Know the word for being home alone and getting drunk in your undies?
As has become a habit in the last four weeks, I would wake up at 2am, pass by my laptop, and delude myself into thinking, “It’s just going to be a minute. I’ll just check my Facebook.” Or “Let me just look if I have any new email.”
And, as has become habit, I would go to the news wires and find out what else is happening with the world. It usually is the Associated Press or Reuters. And then I see the news.
International news these days make you want to crawl under a rock and wait until rosier news comes along. I must be checking the wrong news sources because I am getting clobbered with bad news and worse news that no amount of weekend is lightening up.
How was I to know that the North Korean leader’s threat against Guam and President Trump’s response was just a faint whiff of what would later turn into an excruciating episode of the six o’clock news?
The peeing contest between Kim Jong Un and Donald Trump last week was a painfully funny spectacle from the peanut gallery. But the appalling brutality in Charlottesville between neo-Nazis and white supremacists and counterdemonstrators was a cold dash of reality—a dreadful reminder that race relations in this country still has a long way to go, reminiscent of the violence so common in third-world countries instead of a first-world society. A woman was killed at that rally, and scores of others were injured, when a car plowed into the counterdemonstrators.
That was soon followed by news that terrorists have struck in Barcelona, Spain, which had just hosted the World Pride Madrid, with an Islamic extremist cell carrying out vehicle attacks in Barcelona and a seaside resort. A van plowed into a promenade packed with pedestrians in Barcelona, killing 13 and injuring 120.
Suspects in the Spain attack were still being hunted when news broke of a knife attack in western Finland that left two people dead and seven others wounded.
The political activist and revolutionary Thomas Paine said it best: “These are the times that try men’s souls.”
The hum of human activity is such that it is probably a good thing that the world can turn a collective eye to the heavens today to witness what promises to be a once-in-a-lifetime event: a total solar eclipse. Yesterday’s AP reported that millions of Americans have converged on a narrow corridor stretching from Oregon to South Carolina to watch the moon blot out the sun for a couple of minutes in the first total solar eclipse to sweep coast to coast in 99 years. The moon hasn’t thrown this much shade at the U.S. since 1918. That was the country’s last coast-to-coast total eclipse.
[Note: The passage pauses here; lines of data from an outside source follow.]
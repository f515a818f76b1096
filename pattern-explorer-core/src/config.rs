// configuration module - toml file, environment overrides and resolved render options

use anyhow::{Context, Result};
use serde::{Deserialize, Serialize};
use std::env;
use std::ffi::OsString;
use std::fs;
use std::io;
use std::path::{Path, PathBuf};

use crate::code::{DEFAULT_LANGUAGE, DEFAULT_THEME};

pub const CONFIG_ENV: &str = "PATTERN_EXPLORER_CONFIG";
pub const THEME_ENV: &str = "PATTERN_EXPLORER_THEME";
pub const LANGUAGE_ENV: &str = "PATTERN_EXPLORER_LANGUAGE";

/// user preferences, as read from the config file
#[derive(Debug, Clone, PartialEq, Eq, Serialize, Deserialize)]
#[serde(default)]
pub struct Config {
    /// syntect theme used for code blocks
    pub theme: String,
    /// language tag used when an example doesn't name one
    pub language: String,
    pub line_numbers: bool,
    /// force colour on or off; unset means "if stdout is a terminal"
    pub color: Option<bool>,
}

impl Default for Config {
    fn default() -> Self {
        Self {
            theme: DEFAULT_THEME.to_string(),
            language: DEFAULT_LANGUAGE.to_string(),
            line_numbers: false,
            color: None,
        }
    }
}

impl Config {
    /// load from an explicit path, falling back to $PATTERN_EXPLORER_CONFIG, then defaults
    pub fn load(path: Option<&Path>) -> Result<Self> {
        let mut config = match config_path(path, env::var_os(CONFIG_ENV)) {
            Some(path) => Self::from_file(&path)?,
            None => {
                tracing::debug!("no config file given, using defaults");
                Self::default()
            }
        };
        config.apply_overrides(|key| env::var(key).ok());
        Ok(config)
    }

    /// parse a config file; a missing file means defaults, a malformed one is an error
    pub fn from_file(path: &Path) -> Result<Self> {
        let raw = match fs::read_to_string(path) {
            Ok(raw) => raw,
            Err(e) if e.kind() == io::ErrorKind::NotFound => {
                tracing::debug!(path = %path.display(), "config file not found, using defaults");
                return Ok(Self::default());
            }
            Err(e) => {
                return Err(e).with_context(|| format!("failed to read config file {}", path.display()))
            }
        };
        let config = toml::from_str(&raw)
            .with_context(|| format!("failed to parse config file {}", path.display()))?;
        tracing::debug!(path = %path.display(), "loaded config file");
        Ok(config)
    }

    /// apply PATTERN_EXPLORER_THEME / PATTERN_EXPLORER_LANGUAGE from the given lookup
    pub fn apply_overrides<F>(&mut self, lookup: F)
    where
        F: Fn(&str) -> Option<String>,
    {
        if let Some(theme) = lookup(THEME_ENV).filter(|v| !v.trim().is_empty()) {
            self.theme = theme.trim().to_string();
        }
        if let Some(language) = lookup(LANGUAGE_ENV).filter(|v| !v.trim().is_empty()) {
            self.language = language.trim().to_string();
        }
    }
}

/// the flag wins over the environment; a blank environment value counts as unset
fn config_path(flag: Option<&Path>, from_env: Option<OsString>) -> Option<PathBuf> {
    flag.map(Path::to_path_buf).or_else(|| {
        from_env
            .filter(|value| !value.to_string_lossy().trim().is_empty())
            .map(PathBuf::from)
    })
}

/// everything the renderers need to know, resolved once at startup
#[derive(Debug, Clone, PartialEq, Eq)]
pub struct RenderOptions {
    pub theme: String,
    pub language: String,
    pub line_numbers: bool,
    pub color: bool,
    /// width of horizontal rules, in columns
    pub width: usize,
}

impl Default for RenderOptions {
    fn default() -> Self {
        Self::plain()
    }
}

impl RenderOptions {
    /// uncoloured output with default settings, handy for pipes and tests
    pub fn plain() -> Self {
        Self::resolve(&Config::default(), false, 80)
    }

    pub fn resolve(config: &Config, color: bool, width: usize) -> Self {
        Self {
            theme: config.theme.clone(),
            language: config.language.clone(),
            line_numbers: config.line_numbers,
            color,
            width: width.clamp(40, 100),
        }
    }
}

/// current terminal width, or 80 when it can't be determined
pub fn terminal_width() -> usize {
    crossterm::terminal::size()
        .map(|(cols, _)| cols as usize)
        .unwrap_or(80)
}

#[cfg(test)]
mod tests {
    use super::*;
    use std::io::Write;

    #[test]
    fn defaults_match_the_original_page() {
        let config = Config::default();
        assert_eq!(config.language, "python");
        assert_eq!(config.theme, "base16-eighties.dark");
        assert!(!config.line_numbers);
        assert_eq!(config.color, None);
    }

    #[test]
    fn partial_file_keeps_defaults_for_missing_keys() {
        let mut file = tempfile::NamedTempFile::new().unwrap();
        writeln!(file, "line_numbers = true\ncolor = false").unwrap();

        let config = Config::from_file(file.path()).unwrap();
        assert!(config.line_numbers);
        assert_eq!(config.color, Some(false));
        assert_eq!(config.language, "python");
    }

    #[test]
    fn malformed_file_is_an_error() {
        let mut file = tempfile::NamedTempFile::new().unwrap();
        writeln!(file, "line_numbers = \"maybe").unwrap();

        let err = Config::from_file(file.path()).unwrap_err();
        assert!(err.to_string().contains("failed to parse config file"));
    }

    #[test]
    fn missing_file_gives_defaults() {
        let dir = tempfile::tempdir().unwrap();
        let config = Config::from_file(&dir.path().join("nope.toml")).unwrap();
        assert_eq!(config, Config::default());
    }

    #[test]
    fn unreadable_path_is_still_an_error() {
        // a directory exists but can't be read as a file
        let dir = tempfile::tempdir().unwrap();
        let err = Config::from_file(dir.path()).unwrap_err();
        assert!(err.to_string().contains("failed to read config file"));
    }

    #[test]
    fn blank_env_path_counts_as_unset() {
        assert_eq!(config_path(None, Some(OsString::from(""))), None);
        assert_eq!(config_path(None, Some(OsString::from("  "))), None);
        assert_eq!(config_path(None, None), None);
    }

    #[test]
    fn flag_path_wins_over_env() {
        let flag = Path::new("flag.toml");
        assert_eq!(
            config_path(Some(flag), Some(OsString::from("env.toml"))),
            Some(PathBuf::from("flag.toml"))
        );
        assert_eq!(
            config_path(None, Some(OsString::from("env.toml"))),
            Some(PathBuf::from("env.toml"))
        );
    }

    #[test]
    fn overrides_replace_non_blank_values() {
        let mut config = Config::default();
        config.apply_overrides(|key| match key {
            THEME_ENV => Some("InspiredGitHub".to_string()),
            LANGUAGE_ENV => Some("  ".to_string()),
            _ => None,
        });
        assert_eq!(config.theme, "InspiredGitHub");
        assert_eq!(config.language, "python");
    }

    #[test]
    fn render_width_is_clamped() {
        assert_eq!(RenderOptions::resolve(&Config::default(), true, 10).width, 40);
        assert_eq!(RenderOptions::resolve(&Config::default(), true, 300).width, 100);
        assert_eq!(RenderOptions::plain().width, 80);
        assert!(!RenderOptions::plain().color);
    }
}
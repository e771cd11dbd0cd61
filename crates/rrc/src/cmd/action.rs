use rrc_frame::CommandType;
use rrc_messages::SimpleAction;

use crate::cmd::ActionArgs;
use crate::config::LinkSettings;
use crate::exit::{controller_error, CliResult, SUCCESS};
use crate::output::{print_reply, OutputFormat};

pub fn run(args: ActionArgs, format: OutputFormat) -> CliResult<i32> {
    let settings = LinkSettings::resolve(&args.link)?;
    let controller = settings.connect(false)?;

    let action = SimpleAction::new(args.name, args.state);
    let reply = controller
        .set_simple_action_command(&action)
        .map_err(|err| controller_error("action command failed", err))?;

    let kind = CommandType::SimpleActionsCommand;
    print_reply(kind.name(), kind.code(), &reply, format);
    Ok(SUCCESS)
}
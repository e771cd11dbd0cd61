use std::path::PathBuf;

use clap::{Args, Subcommand};
use rrc_frame::WireFormat;

use crate::exit::CliResult;
use crate::output::OutputFormat;

pub mod action;
pub mod log_level;
pub mod map;
pub mod pose;
pub mod request;
pub mod simulate;
pub mod twist;
pub mod version;
pub mod watch;

#[derive(Subcommand, Debug)]
pub enum Command {
    /// Send a target pose command.
    Pose(PoseArgs),
    /// Send a velocity command.
    Twist(TwistArgs),
    /// Trigger a simple action.
    Action(ActionArgs),
    /// Select the robot's log verbosity.
    LogLevel(LogLevelArgs),
    /// Request one telemetry value and print it.
    Request(RequestArgs),
    /// Request a map and print it.
    Map(MapArgs),
    /// Ingest telemetry and print the latest values.
    Watch(WatchArgs),
    /// Run a simulated robot on the command and telemetry sockets.
    Simulate(SimulateArgs),
    /// Show version information.
    Version(VersionArgs),
}

pub fn run(command: Command, format: OutputFormat) -> CliResult<i32> {
    match command {
        Command::Pose(args) => pose::run(args, format),
        Command::Twist(args) => twist::run(args, format),
        Command::Action(args) => action::run(args, format),
        Command::LogLevel(args) => log_level::run(args, format),
        Command::Request(args) => request::run(args, format),
        Command::Map(args) => map::run(args, format),
        Command::Watch(args) => watch::run(args, format),
        Command::Simulate(args) => simulate::run(args),
        Command::Version(args) => version::run(args),
    }
}

/// Where the robot is and how to talk to it.
#[derive(Args, Debug, Default, Clone)]
pub struct LinkArgs {
    /// Command channel socket path.
    #[arg(long, value_name = "PATH", env = "RRC_COMMAND_SOCKET")]
    pub command_socket: Option<PathBuf>,
    /// Telemetry channel socket path.
    #[arg(long, value_name = "PATH", env = "RRC_TELEMETRY_SOCKET")]
    pub telemetry_socket: Option<PathBuf>,
    /// Payload wire format shared with the robot (postcard, json).
    #[arg(long, value_name = "FORMAT")]
    pub wire_format: Option<WireFormat>,
    /// Values kept per telemetry type.
    #[arg(long, value_name = "N")]
    pub buffer_size: Option<usize>,
    /// Command reply timeout (e.g. 5s, 500ms).
    #[arg(long, value_name = "DURATION")]
    pub timeout: Option<String>,
    /// JSON settings file; flags take precedence.
    #[arg(long, value_name = "FILE", env = "RRC_CONFIG")]
    pub config: Option<PathBuf>,
}

#[derive(Args, Debug)]
pub struct PoseArgs {
    #[command(flatten)]
    pub link: LinkArgs,
    #[arg(long, default_value_t = 0.0, allow_negative_numbers = true)]
    pub x: f64,
    #[arg(long, default_value_t = 0.0, allow_negative_numbers = true)]
    pub y: f64,
    #[arg(long, default_value_t = 0.0, allow_negative_numbers = true)]
    pub z: f64,
    /// Heading in radians.
    #[arg(long, default_value_t = 0.0, allow_negative_numbers = true)]
    pub yaw: f64,
}

#[derive(Args, Debug)]
pub struct TwistArgs {
    #[command(flatten)]
    pub link: LinkArgs,
    /// Forward velocity in m/s.
    #[arg(long, default_value_t = 0.0, allow_negative_numbers = true)]
    pub linear_x: f64,
    #[arg(long, default_value_t = 0.0, allow_negative_numbers = true)]
    pub linear_y: f64,
    #[arg(long, default_value_t = 0.0, allow_negative_numbers = true)]
    pub linear_z: f64,
    /// Turn rate in rad/s.
    #[arg(long, default_value_t = 0.0, allow_negative_numbers = true)]
    pub angular_z: f64,
}

#[derive(Args, Debug)]
pub struct ActionArgs {
    #[command(flatten)]
    pub link: LinkArgs,
    /// Action name, as advertised by the robot.
    pub name: String,
    /// Action value (1 = on, 0 = off for triggers).
    #[arg(long, default_value_t = 1.0, allow_negative_numbers = true)]
    pub state: f32,
}

#[derive(Args, Debug)]
pub struct LogLevelArgs {
    #[command(flatten)]
    pub link: LinkArgs,
    /// none, fatal, error, warn, info, debug, custom+N or a number.
    pub level: String,
}

#[derive(Args, Debug)]
pub struct RequestArgs {
    #[command(flatten)]
    pub link: LinkArgs,
    /// Telemetry type name (e.g. robot_name, current_pose).
    pub telemetry: String,
}

#[derive(Args, Debug)]
pub struct MapArgs {
    #[command(flatten)]
    pub link: LinkArgs,
    /// Map type code.
    #[arg(long, default_value_t = 1)]
    pub map_type: u16,
}

#[derive(Args, Debug)]
pub struct WatchArgs {
    #[command(flatten)]
    pub link: LinkArgs,
    /// Time between snapshots (e.g. 1s, 200ms).
    #[arg(long, default_value = "1s")]
    pub interval: String,
    /// Exit after N snapshots.
    #[arg(long)]
    pub count: Option<usize>,
}

#[derive(Args, Debug)]
pub struct SimulateArgs {
    #[command(flatten)]
    pub link: LinkArgs,
    /// Robot name reported in telemetry.
    #[arg(long, default_value = "sim")]
    pub name: String,
    /// Telemetry publish period (e.g. 100ms).
    #[arg(long, default_value = "100ms")]
    pub period: String,
}

#[derive(Args, Debug)]
pub struct VersionArgs {
    /// Show extended build provenance.
    #[arg(long)]
    pub extended: bool,
}
use std::sync::atomic::{AtomicBool, Ordering};
use std::sync::Arc;
use std::thread::{self, JoinHandle};

use rrc_transport::TransportError;
use tracing::{debug, info, trace, warn};

use crate::controller::RobotController;
use crate::error::{ControllerError, Result};

/// Why a [`TelemetryWorker`] stopped.
#[derive(Debug)]
pub enum WorkerExit {
    /// [`TelemetryWorker::stop`] was called.
    Stopped,
    /// The robot closed the telemetry channel.
    Shutdown,
    /// Polling failed with a transport error.
    Failed(ControllerError),
    /// The worker thread panicked.
    Panicked,
}

/// Background thread that keeps a controller's telemetry buffers fresh.
///
/// Calls [`RobotController::poll_once`] in a loop and sleeps for the
/// configured poll interval whenever nothing was pending. The stop flag is
/// checked between polls.
#[derive(Debug)]
pub struct TelemetryWorker {
    running: Arc<AtomicBool>,
    handle: Option<JoinHandle<WorkerExit>>,
}

impl TelemetryWorker {
    /// Start polling `controller` on a new thread.
    pub fn spawn(controller: Arc<RobotController>) -> Result<Self> {
        if !controller.has_telemetry() {
            return Err(ControllerError::NoTelemetryChannel);
        }

        let running = Arc::new(AtomicBool::new(true));
        let flag = Arc::clone(&running);
        let handle = thread::Builder::new()
            .name("rrc-telemetry".to_string())
            .spawn(move || run(&controller, &flag))
            .map_err(ControllerError::Spawn)?;

        debug!("telemetry worker started");
        Ok(Self {
            running,
            handle: Some(handle),
        })
    }

    /// Whether the polling thread is still alive.
    pub fn is_running(&self) -> bool {
        self.handle.as_ref().is_some_and(|h| !h.is_finished())
    }

    /// Ask the thread to stop and wait for it.
    pub fn stop(mut self) -> WorkerExit {
        self.shutdown()
    }

    fn shutdown(&mut self) -> WorkerExit {
        self.running.store(false, Ordering::SeqCst);
        match self.handle.take() {
            Some(handle) => handle.join().unwrap_or(WorkerExit::Panicked),
            None => WorkerExit::Stopped,
        }
    }
}

impl Drop for TelemetryWorker {
    fn drop(&mut self) {
        if self.handle.is_some() {
            let _ = self.shutdown();
        }
    }
}

fn run(controller: &RobotController, running: &AtomicBool) -> WorkerExit {
    let interval = controller.config().poll_interval;
    while running.load(Ordering::SeqCst) {
        match controller.poll_once() {
            Ok(0) => thread::sleep(interval),
            Ok(frames) => trace!(frames, "ingested telemetry"),
            Err(ControllerError::Transport(TransportError::Shutdown)) => {
                info!("telemetry channel closed by robot");
                return WorkerExit::Shutdown;
            }
            Err(err) => {
                warn!(%err, "telemetry polling failed");
                return WorkerExit::Failed(err);
            }
        }
    }
    debug!("telemetry worker stopped");
    WorkerExit::Stopped
}

#[cfg(test)]
mod tests {
    use std::time::{Duration, Instant};

    use bytes::BytesMut;
    use rrc_frame::{encode_frame, TelemetryType, WireFormat};
    use rrc_messages::RobotName;
    use rrc_transport::{MemoryTransport, Transport};

    use super::*;
    use crate::config::ControllerConfig;

    fn controller() -> (Arc<RobotController>, MemoryTransport, MemoryTransport) {
        let (command, robot_command) = MemoryTransport::pair();
        let (telemetry, robot_telemetry) = MemoryTransport::pair();
        let controller = RobotController::new(
            Box::new(command),
            Some(Box::new(telemetry)),
            ControllerConfig {
                poll_interval: Duration::from_millis(1),
                ..ControllerConfig::default()
            },
        )
        .expect("controller should build");
        (Arc::new(controller), robot_command, robot_telemetry)
    }

    fn wait_for(mut condition: impl FnMut() -> bool) {
        let deadline = Instant::now() + Duration::from_secs(5);
        while !condition() {
            assert!(Instant::now() < deadline, "condition not met in time");
            thread::sleep(Duration::from_millis(1));
        }
    }

    #[test]
    fn worker_fills_buffers_and_stops_on_request() {
        let (controller, _command, mut robot) = controller();
        let worker = TelemetryWorker::spawn(Arc::clone(&controller)).expect("spawn");

        let name = RobotName {
            value: "rover".to_string(),
        };
        let payload = WireFormat::Postcard.encode(&name).expect("encode");
        let mut message = BytesMut::new();
        encode_frame(TelemetryType::RobotName.code(), &payload, &mut message);
        robot.send(&message).expect("send telemetry");

        wait_for(|| controller.robot_name().expect("read").is_some());
        assert!(worker.is_running());
        assert!(matches!(worker.stop(), WorkerExit::Stopped));
    }

    #[test]
    fn worker_ends_when_robot_disconnects() {
        let (controller, _command, robot) = controller();
        let worker = TelemetryWorker::spawn(controller).expect("spawn");

        drop(robot);
        wait_for(|| !worker.is_running());
        assert!(matches!(worker.stop(), WorkerExit::Shutdown));
    }

    #[test]
    fn command_only_controller_has_no_worker() {
        let (command, _robot) = MemoryTransport::pair();
        let controller =
            RobotController::new(Box::new(command), None, ControllerConfig::default())
                .expect("controller should build");
        assert!(matches!(
            TelemetryWorker::spawn(Arc::new(controller)),
            Err(ControllerError::NoTelemetryChannel)
        ));
    }
}
use rrc_frame::TelemetryType;

use crate::cmd::RequestArgs;
use crate::config::LinkSettings;
use crate::exit::{buffer_error, controller_error, CliError, CliResult, SUCCESS, USAGE};
use crate::output::{print_value, OutputFormat};

pub fn run(args: RequestArgs, format: OutputFormat) -> CliResult<i32> {
    let kind = parse_telemetry(&args.telemetry)?;
    let settings = LinkSettings::resolve(&args.link)?;
    let controller = settings.connect(false)?;

    controller
        .request_telemetry_into_buffer(kind)
        .map_err(|err| controller_error("telemetry request failed", err))?;

    let value = controller
        .buffers()
        .peek_json(kind.code())
        .map_err(|err| buffer_error("telemetry read failed", err))?
        .unwrap_or(serde_json::Value::Null);

    print_value(kind.name(), &value, format);
    Ok(SUCCESS)
}

fn parse_telemetry(input: &str) -> CliResult<TelemetryType> {
    let kind = TelemetryType::from_name(input)
        .or_else(|| input.parse().ok().and_then(TelemetryType::from_code))
        .ok_or_else(|| CliError::new(USAGE, format!("unknown telemetry type '{input}'")))?;

    match kind {
        TelemetryType::NoTelemetryData | TelemetryType::SimpleSensorValue => Err(CliError::new(
            USAGE,
            format!("{} cannot be requested", kind.name()),
        )),
        kind => Ok(kind),
    }
}
//! Buffering for robot telemetry.
//!
//! - [`RingBuffer`]: fixed-capacity FIFO of one payload type
//! - [`BufferRegistry`]: one ring buffer per telemetry type code, usable
//!   without knowing the payload type
//! - [`SimpleSensorRegistry`]: one ring buffer per sensor id, for sensors
//!   that share a type code

pub mod error;
pub mod registry;
pub mod ring_buffer;
pub mod sensor;

pub use error::{BufferError, Result};
pub use registry::BufferRegistry;
pub use ring_buffer::RingBuffer;
pub use sensor::SimpleSensorRegistry;
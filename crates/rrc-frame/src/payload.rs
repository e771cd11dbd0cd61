//! Payload serialization.
//!
//! A frame's payload is one serde message in the channel's [`WireFormat`].
//! Both ends of a link must agree on the format; nothing on the wire says
//! which one is in use.

use std::fmt;
use std::str::FromStr;

use serde::de::DeserializeOwned;
use serde::{Deserialize, Serialize};

use crate::error::{FrameError, Result};

/// Serialization used for frame payloads.
#[derive(Debug, Clone, Copy, PartialEq, Eq, Hash, Default, Serialize, Deserialize)]
#[serde(rename_all = "lowercase")]
pub enum WireFormat {
    /// Compact binary, not self-describing.
    #[default]
    Postcard,
    /// JSON text, for debugging and tooling.
    Json,
}

impl WireFormat {
    /// Serialize `value` into a payload.
    pub fn encode<T: Serialize + ?Sized>(self, value: &T) -> Result<Vec<u8>> {
        let encoded = match self {
            WireFormat::Postcard => postcard::to_allocvec(value).map_err(|e| e.to_string()),
            WireFormat::Json => serde_json::to_vec(value).map_err(|e| e.to_string()),
        };
        encoded.map_err(|message| FrameError::Encode {
            format: self,
            message,
        })
    }

    /// Deserialize a payload. Trailing bytes after a postcard value are ignored.
    pub fn decode<T: DeserializeOwned>(self, payload: &[u8]) -> Result<T> {
        let decoded = match self {
            WireFormat::Postcard => postcard::from_bytes(payload).map_err(|e| e.to_string()),
            WireFormat::Json => serde_json::from_slice(payload).map_err(|e| e.to_string()),
        };
        decoded.map_err(|message| FrameError::Decode {
            format: self,
            message,
        })
    }

    /// Re-express a decoded value as JSON for display.
    pub fn to_json<T: Serialize + ?Sized>(value: &T) -> Result<serde_json::Value> {
        serde_json::to_value(value).map_err(|e| FrameError::Encode {
            format: WireFormat::Json,
            message: e.to_string(),
        })
    }

    pub fn as_str(self) -> &'static str {
        match self {
            WireFormat::Postcard => "postcard",
            WireFormat::Json => "json",
        }
    }
}

impl fmt::Display for WireFormat {
    fn fmt(&self, f: &mut fmt::Formatter<'_>) -> fmt::Result {
        f.write_str(self.as_str())
    }
}

impl FromStr for WireFormat {
    type Err = String;

    fn from_str(s: &str) -> std::result::Result<Self, Self::Err> {
        match s.to_ascii_lowercase().as_str() {
            "postcard" => Ok(WireFormat::Postcard),
            "json" => Ok(WireFormat::Json),
            other => Err(format!("unknown wire format '{other}' (expected postcard or json)")),
        }
    }
}

/// A payload type that can live in a telemetry buffer.
pub trait Message: Serialize + DeserializeOwned + Clone + Send + 'static {}

impl<T> Message for T where T: Serialize + DeserializeOwned + Clone + Send + 'static {}

#[cfg(test)]
mod tests {
    use super::*;

    #[derive(Debug, Clone, PartialEq, Serialize, Deserialize)]
    struct Reading {
        id: u32,
        value: Vec<f32>,
    }

    #[test]
    fn postcard_is_default() {
        assert_eq!(WireFormat::default(), WireFormat::Postcard);
    }

    #[test]
    fn both_formats_carry_messages() {
        let reading = Reading {
            id: 7,
            value: vec![0.5, 1.5],
        };
        for format in [WireFormat::Postcard, WireFormat::Json] {
            let payload = format.encode(&reading).unwrap();
            assert_eq!(format.decode::<Reading>(&payload).unwrap(), reading);
        }
    }

    #[test]
    fn postcard_is_smaller_than_json() {
        let reading = Reading {
            id: 1,
            value: vec![1.0; 8],
        };
        let binary = WireFormat::Postcard.encode(&reading).unwrap();
        let text = WireFormat::Json.encode(&reading).unwrap();
        assert!(binary.len() < text.len());
    }

    #[test]
    fn invalid_payloads_report_format() {
        let err = WireFormat::Postcard
            .decode::<u32>(&[0xFF, 0xFF, 0xFF, 0xFF, 0xFF, 0xFF])
            .unwrap_err();
        assert!(matches!(
            err,
            FrameError::Decode {
                format: WireFormat::Postcard,
                ..
            }
        ));

        let err = WireFormat::Json.decode::<Reading>(b"{not json").unwrap_err();
        assert!(err.to_string().starts_with("failed to decode json payload"));
    }

    #[test]
    fn empty_payload_does_not_decode_as_struct() {
        assert!(WireFormat::Postcard.decode::<Reading>(&[]).is_err());
        assert!(WireFormat::Json.decode::<Reading>(&[]).is_err());
    }

    #[test]
    fn parse_and_display() {
        assert_eq!("JSON".parse::<WireFormat>().unwrap(), WireFormat::Json);
        assert_eq!("postcard".parse::<WireFormat>().unwrap(), WireFormat::Postcard);
        assert!("cbor".parse::<WireFormat>().is_err());
        assert_eq!(WireFormat::Json.to_string(), "json");
    }

    #[test]
    fn serde_names_are_lowercase() {
        let json = serde_json::to_string(&WireFormat::Postcard).unwrap();
        assert_eq!(json, "\"postcard\"");
        let parsed: WireFormat = serde_json::from_str("\"json\"").unwrap();
        assert_eq!(parsed, WireFormat::Json);
    }
}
I don’t really know what it all means but a pundit pointed out that Donald Trump hasn’t had a year yet on his post as president of the United States but the U.S. is already having a nuclear fight with North Korea, a slew of advisory councils have abandoned him or resigned en masse, a standoff between neo-Nazis and counterdemonstrators have resulted in a death of a woman, and then the sun will be blotted out for a couple of minutes. A sign of the times?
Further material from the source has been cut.